Extract the entries in their exact form.

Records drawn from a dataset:
********
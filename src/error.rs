//! Error taxonomy for the instrument server.
//!
//! Every fallible operation in this crate returns a [`Result`] built around
//! [`Error`]. The dispatcher is the single place that turns an `Error` into
//! the wire-level `1 <message>` reply; nothing upstream of it
//! swallows an error, and nothing downstream of it formats one for the
//! client.

use std::fmt;

pub type Result<T> = std::result::Result<T, Error>;

/// The five documented error kinds. Concrete [`Error`] variants each
/// report one of these so the dispatcher can apply kind-independent policy
/// (e.g. "never touch hardware on a `State` error") without a full match on
/// every variant.
#[derive(Debug, Clone, Copy, PartialEq, Eq)]
pub enum ErrorKind {
    /// Argument out of declared bounds.
    ArgumentRange,
    /// A device read/write failed or timed out.
    Transport,
    /// The operation is not valid in the current `in_progress` state.
    State,
    /// Allocation or file-creation failure.
    Resource,
    /// `abort_requested` was observed mid-operation.
    Aborted,
    /// Missing or malformed configuration key.
    Configuration,
}

#[derive(thiserror::Error, Debug)]
pub enum Error {
    #[error("argument out of range: {0}")]
    ArgumentRange(String),

    #[error("{device} transport error: {message}")]
    Transport { device: &'static str, message: String },

    #[error("{device} timed out after {elapsed_ms}ms (limit {limit_ms}ms)")]
    Timeout {
        device: &'static str,
        elapsed_ms: u64,
        limit_ms: u64,
    },

    #[error("invalid in current state: {0}")]
    State(String),

    #[error("resource error: {0}")]
    Resource(String),

    #[error("Aborted")]
    Aborted,

    #[error("configuration error: {0}")]
    Configuration(String),

    #[error("unknown command")]
    UnknownCommand,

    #[error("{0}")]
    ParseError(String),

    #[error(transparent)]
    Io(#[from] std::io::Error),

    #[error(transparent)]
    Fits(#[from] fitsio::errors::Error),
}

impl Error {
    pub fn kind(&self) -> ErrorKind {
        match self {
            Error::ArgumentRange(_) => ErrorKind::ArgumentRange,
            Error::Transport { .. } => ErrorKind::Transport,
            Error::Timeout { .. } => ErrorKind::Transport,
            Error::State(_) => ErrorKind::State,
            Error::Resource(_) => ErrorKind::Resource,
            Error::Aborted => ErrorKind::Aborted,
            Error::Configuration(_) => ErrorKind::Configuration,
            Error::UnknownCommand => ErrorKind::ArgumentRange,
            Error::ParseError(_) => ErrorKind::ArgumentRange,
            Error::Io(_) => ErrorKind::Resource,
            Error::Fits(_) => ErrorKind::Resource,
        }
    }

    pub fn transport(device: &'static str, message: impl Into<String>) -> Error {
        Error::Transport {
            device,
            message: message.into(),
        }
    }
}

impl fmt::Display for ErrorKind {
    fn fmt(&self, f: &mut fmt::Formatter<'_>) -> fmt::Result {
        let s = match self {
            ErrorKind::ArgumentRange => "argument-range",
            ErrorKind::Transport => "transport",
            ErrorKind::State => "state",
            ErrorKind::Resource => "resource",
            ErrorKind::Aborted => "aborted",
            ErrorKind::Configuration => "configuration",
        };
        f.write_str(s)
    }
}
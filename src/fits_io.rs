//! FITS file writer.
//!
//! The CFITSIO library is an external collaborator; we
//! reach it through the `fitsio` crate the same way `mwalib` (the
//! radio-astronomy sibling in this pack) does, rather than binding libcfitsio
//! by hand. Responsible for: creating the primary HDU as a 2-D `DOUBLE`
//! image of the sensor geometry, writing the mean image, emitting every
//! record from a [`FitsHeaderStore`] snapshot in insertion order, then
//! overwriting the engine-reserved keywords (`DATE`, `DATE-OBS`, `UTSTART`,
//! `MJD`, `EXPTIME`, `COADDSEC`, `COADDNUM`).

use std::path::Path;

use chrono::{DateTime, Utc};
use fitsio::hdu::FitsHdu;
use fitsio::images::{ImageDescription, ImageType};
use fitsio::FitsFile;

use crate::buffer::Geometry;
use crate::error::Result;
use crate::fits_header::{FitsHeaderStore, Value};
use crate::mjd::mjd_no_leap_seconds;

/// Reserved values written after the user header, in documented order.
pub struct ReservedKeys {
    pub exposure_start: DateTime<Utc>,
    pub exptime_sec: f64,
    pub coadd_sec: f64,
    pub coadd_num: u32,
}

pub fn write_fits_image(
    path: &Path,
    geometry: Geometry,
    mean_image: &[f64],
    header: &FitsHeaderStore,
    reserved: &ReservedKeys,
) -> Result<()> {
    let mut fptr = FitsFile::create(path).open()?;
    let description = ImageDescription {
        data_type: ImageType::Double,
        dimensions: &[geometry.height, geometry.width],
    };
    let hdu = fptr.create_image("PRIMARY".to_string(), &description)?;
    hdu.write_image(&mut fptr, mean_image)?;

    write_user_header(&mut fptr, &hdu, header)?;
    write_reserved_keys(&mut fptr, &hdu, reserved)?;

    // `fptr` flushes and closes the file on drop.
    Ok(())
}

fn write_user_header(fptr: &mut FitsFile, hdu: &FitsHdu, header: &FitsHeaderStore) -> Result<()> {
    for record in header.iter() {
        match &record.value {
            Value::Boolean(v) => {
                hdu.write_key(fptr, &record.keyword, *v)?;
            }
            Value::Integer(v) => {
                hdu.write_key(fptr, &record.keyword, *v)?;
            }
            Value::Float(v) => {
                hdu.write_key(fptr, &record.keyword, *v)?;
            }
            Value::Str(v) => {
                hdu.write_key(fptr, &record.keyword, v.as_str())?;
            }
            Value::Comment => {
                if let Some(text) = &record.comment {
                    hdu.write_key(fptr, "COMMENT", text.as_str())?;
                }
            }
        }
    }
    Ok(())
}

fn write_reserved_keys(fptr: &mut FitsFile, hdu: &FitsHdu, reserved: &ReservedKeys) -> Result<()> {
    let now = reserved.exposure_start;
    hdu.write_key(fptr, "DATE", now.format("%Y-%m-%dT%H:%M:%S%.3f").to_string().as_str())?;
    hdu.write_key(fptr, "DATE-OBS", now.format("%Y-%m-%d").to_string().as_str())?;
    hdu.write_key(fptr, "UTSTART", now.format("%H:%M:%S%.3f").to_string().as_str())?;
    hdu.write_key(fptr, "MJD", mjd_no_leap_seconds(now))?;
    hdu.write_key(fptr, "EXPTIME", round6(reserved.exptime_sec))?;
    hdu.write_key(fptr, "COADDSEC", round6(reserved.coadd_sec))?;
    hdu.write_key(fptr, "COADDNUM", i64::from(reserved.coadd_num))?;
    Ok(())
}

/// `EXPTIME`/`COADDSEC` are documented as fixed 6-decimal-place values
/// (doubles use fixed-precision 6-decimal formatting);
/// rounding here (rather than relying on the writer's default float
/// formatting) keeps `COADDNUM * COADDSEC ~= EXPTIME` exact to the
/// documented precision.
fn round6(value: f64) -> f64 {
    (value * 1_000_000.0).round() / 1_000_000.0
}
********
▸ SOLUTION:
filename src/error.rs
//! Error taxonomy for the instrument server.
//!
//! Every fallible operation in this crate returns a [`Result`] built around
//! [`Error`]. The dispatcher is the single place that turns an `Error` into
//! the wire-level `1 <message>` reply; nothing upstream of it
//! swallows an error, and nothing downstream of it formats one for the
//! client.

use std::fmt;

pub type Result<T> = std::result::Result<T, Error>;

/// The five documented error kinds. Concrete [`Error`] variants each
/// report one of these so the dispatcher can apply kind-independent policy
/// (e.g. "never touch hardware on a `State` error") without a full match on
/// every variant.
#[derive(Debug, Clone, Copy, PartialEq, Eq)]
pub enum ErrorKind {
    /// Argument out of declared bounds.
    ArgumentRange,
    /// A device read/write failed or timed out.
    Transport,
    /// The operation is not valid in the current `in_progress` state.
    State,
    /// Allocation or file-creation failure.
    Resource,
    /// `abort_requested` was observed mid-operation.
    Aborted,
    /// Missing or malformed configuration key.
    Configuration,
}

#[derive(thiserror::Error, Debug)]
pub enum Error {
    #[error("argument out of range: {0}")]
    ArgumentRange(String),

    #[error("{device} transport error: {message}")]
    Transport { device: &'static str, message: String },

    #[error("{device} timed out after {elapsed_ms}ms (limit {limit_ms}ms)")]
    Timeout {
        device: &'static str,
        elapsed_ms: u64,
        limit_ms: u64,
    },

    #[error("invalid in current state: {0}")]
    State(String),

    #[error("resource error: {0}")]
    Resource(String),

    #[error("Aborted")]
    Aborted,

    #[error("configuration error: {0}")]
    Configuration(String),

    #[error("unknown command")]
    UnknownCommand,

    #[error("{0}")]
    ParseError(String),

    #[error(transparent)]
    Io(#[from] std::io::Error),

    #[error(transparent)]
    Fits(#[from] fitsio::errors::Error),
}

impl Error {
    pub fn kind(&self) -> ErrorKind {
        match self {
            Error::ArgumentRange(_) => ErrorKind::ArgumentRange,
            Error::Transport { .. } => ErrorKind::Transport,
            Error::Timeout { .. } => ErrorKind::Transport,
            Error::State(_) => ErrorKind::State,
            Error::Resource(_) => ErrorKind::Resource,
            Error::Aborted => ErrorKind::Aborted,
            Error::Configuration(_) => ErrorKind::Configuration,
            Error::UnknownCommand => ErrorKind::ArgumentRange,
            Error::ParseError(_) => ErrorKind::ArgumentRange,
            Error::Io(_) => ErrorKind::Resource,
            Error::Fits(_) => ErrorKind::Resource,
        }
    }

    pub fn transport(device: &'static str, message: impl Into<String>) -> Error {
        Error::Transport {
            device,
            message: message.into(),
        }
    }
}

impl fmt::Display for ErrorKind {
    fn fmt(&self, f: &mut fmt::Formatter<'_>) -> fmt::Result {
        let s = match self {
            ErrorKind::ArgumentRange => "argument-range",
            ErrorKind::Transport => "transport",
            ErrorKind::State => "state",
            ErrorKind::Resource => "resource",
            ErrorKind::Aborted => "aborted",
            ErrorKind::Configuration => "configuration",
        };
        f.write_str(s)
    }
}
filename src/fits_io.rs
//! FITS file writer.
//!
//! The CFITSIO library is an external collaborator; we
//! reach it through the `fitsio` crate the same way `mwalib` (the
//! radio-astronomy sibling in this pack) does, rather than binding libcfitsio
//! by hand. Responsible for: creating the primary HDU as a 2-D `DOUBLE`
//! image of the sensor geometry, writing the mean image, emitting every
//! record from a [`FitsHeaderStore`] snapshot in insertion order, then
//! overwriting the engine-reserved keywords (`DATE`, `DATE-OBS`, `UTSTART`,
//! `MJD`, `EXPTIME`, `COADDSEC`, `COADDNUM`).

use std::path::Path;

use chrono::{DateTime, Utc};
use fitsio::hdu::FitsHdu;
use fitsio::images::{ImageDescription, ImageType};
use fitsio::FitsFile;

use crate::buffer::Geometry;
use crate::error::Result;
use crate::fits_header::{FitsHeaderStore, Value};
use crate::mjd::mjd_no_leap_seconds;

/// Reserved values written after the user header, in documented order.
pub struct ReservedKeys {
    pub exposure_start: DateTime<Utc>,
    pub exptime_sec: f64,
    pub coadd_sec: f64,
    pub coadd_num: u32,
}

pub fn write_fits_image(
    path: &Path,
    geometry: Geometry,
    mean_image: &[f64],
    header: &FitsHeaderStore,
    reserved: &ReservedKeys,
) -> Result<()> {
    let mut fptr = FitsFile::create(path).open()?;
    let description = ImageDescription {
        data_type: ImageType::Double,
        dimensions: &[geometry.height, geometry.width],
    };
    let hdu = fptr.create_image("PRIMARY".to_string(), &description)?;
    hdu.write_image(&mut fptr, mean_image)?;

    write_user_header(&mut fptr, &hdu, header)?;
    write_reserved_keys(&mut fptr, &hdu, reserved)?;

    // `fptr` flushes and closes the file on drop.
    Ok(())
}

fn write_user_header(fptr: &mut FitsFile, hdu: &FitsHdu, header: &FitsHeaderStore) -> Result<()> {
    for record in header.iter() {
        match &record.value {
            Value::Boolean(v) => {
                hdu.write_key(fptr, &record.keyword, *v)?;
            }
            Value::Integer(v) => {
                hdu.write_key(fptr, &record.keyword, *v)?;
            }
            Value::Float(v) => {
                hdu.write_key(fptr, &record.keyword, *v)?;
            }
            Value::Str(v) => {
                hdu.write_key(fptr, &record.keyword, v.as_str())?;
            }
            Value::Comment => {
                if let Some(text) = &record.comment {
                    hdu.write_key(fptr, "COMMENT", text.as_str())?;
                }
            }
        }
    }
    Ok(())
}

fn write_reserved_keys(fptr: &mut FitsFile, hdu: &FitsHdu, reserved: &ReservedKeys) -> Result<()> {
    let now = reserved.exposure_start;
    hdu.write_key(fptr, "DATE", now.format("%Y-%m-%dT%H:%M:%S%.3f").to_string().as_str())?;
    hdu.write_key(fptr, "DATE-OBS", now.format("%Y-%m-%d").to_string().as_str())?;
    hdu.write_key(fptr, "UTSTART", now.format("%H:%M:%S%.3f").to_string().as_str())?;
    hdu.write_key(fptr, "MJD", mjd_no_leap_seconds(now))?;
    hdu.write_key(fptr, "EXPTIME", round6(reserved.exptime_sec))?;
    hdu.write_key(fptr, "COADDSEC", round6(reserved.coadd_sec))?;
    hdu.write_key(fptr, "COADDNUM", i64::from(reserved.coadd_num))?;
    Ok(())
}

/// `EXPTIME`/`COADDSEC` are documented as fixed 6-decimal-place values
/// (doubles use fixed-precision 6-decimal formatting);
/// rounding here (rather than relying on the writer's default float
/// formatting) keeps `COADDNUM * COADDSEC ~= EXPTIME` exact to the
/// documented precision.
fn round6(value: f64) -> f64 {
    (value * 1_000_000.0).round() / 1_000_000.0
}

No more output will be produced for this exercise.